Anaxi Labs co-founder warns robotics industry to address worker data rights before physical AI scales

As artificial intelligence continues its rapid expansion into the physical world, much of the industry’s attention has focused on increasingly capable robots, larger AI models, and the vast datasets required to train them.

But a growing number of observers are asking a different question: who owns the data that makes physical AI possible, and who should benefit from it?

Kate Shen, co-founder of Anaxi Labs, is among those pushing the debate into the spotlight. Her company is developing infrastructure for what it describes as a global AI and robotics data supply chain, with a particular emphasis on worker consent, data ownership, compensation, and regulatory compliance.

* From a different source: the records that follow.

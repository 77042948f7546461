//! Runtime config file
//!
//! The engine reads its configuration from disk at start-up, so the document
//! is committed with write-temp-then-rename; the engine never sees a partial file.

use crate::compiler::ConfigDocument;
use std::path::{Path, PathBuf};
use tracing::debug;
use veil_profile::write_atomic;

/// Config file errors
#[derive(Debug, thiserror::Error)]
pub enum ConfigFileError {
    #[error("Config path is empty")]
    EmptyPath,

    #[error("Failed to write config to {}: {source}", path.display())]
    Write {
        path: PathBuf,
        #[source]
        source: std::io::Error,
    },
}

/// Write `document` to `path` atomically
pub fn write_config(path: &Path, document: &ConfigDocument) -> Result<(), ConfigFileError> {
    if path.as_os_str().is_empty() {
        return Err(ConfigFileError::EmptyPath);
    }

    let text = document.to_pretty_string();
    write_atomic(path, text.as_bytes()).map_err(|source| ConfigFileError::Write {
        path: path.to_path_buf(),
        source,
    })?;
    debug!("Wrote engine config ({} bytes) to {}", text.len(), path.display());
    Ok(())
}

As robotics companies race to collect the real-world data needed to train humanoid robots and other autonomous systems, Shen argues that the industry risks creating future legal, ethical, and economic problems if it ignores the people whose actions and expertise generate that data.

In this interview, Shen discusses why she believes worker-generated data should be treated as a valuable economic asset rather than a free byproduct of industrial operations.

She explains how new approaches to data valuation could allow contributors to be compensated based on the measurable impact their data has on AI performance, and why she sees such frameworks as increasingly necessary as physical AI systems become more widespread.

The conversation also explores broader issues facing the robotics industry, including the concentration of value among a small number of platform providers, the growing importance of data infrastructure, and the likelihood that future regulations will require greater transparency around AI training pipelines.

Perhaps most interestingly, Shen argues that the industry’s biggest long-term challenge may not be robot hardware or AI algorithms, but the creation of sustainable economic incentives that encourage workers, companies, and data providers to continue contributing the diverse, high-quality data needed to develop truly general-purpose robotic systems.

Interview with Kate Shen

Robotics & Automation News: You’ve argued that robotics and physical AI companies need to think more seriously about worker consent and data ownership. Why do you believe this issue has been largely overlooked in the current AI and robotics boom?

Kate Shen: The current boom prioritizes technological velocity and scaling deployment, often structurally neglecting the economic and ethical layers.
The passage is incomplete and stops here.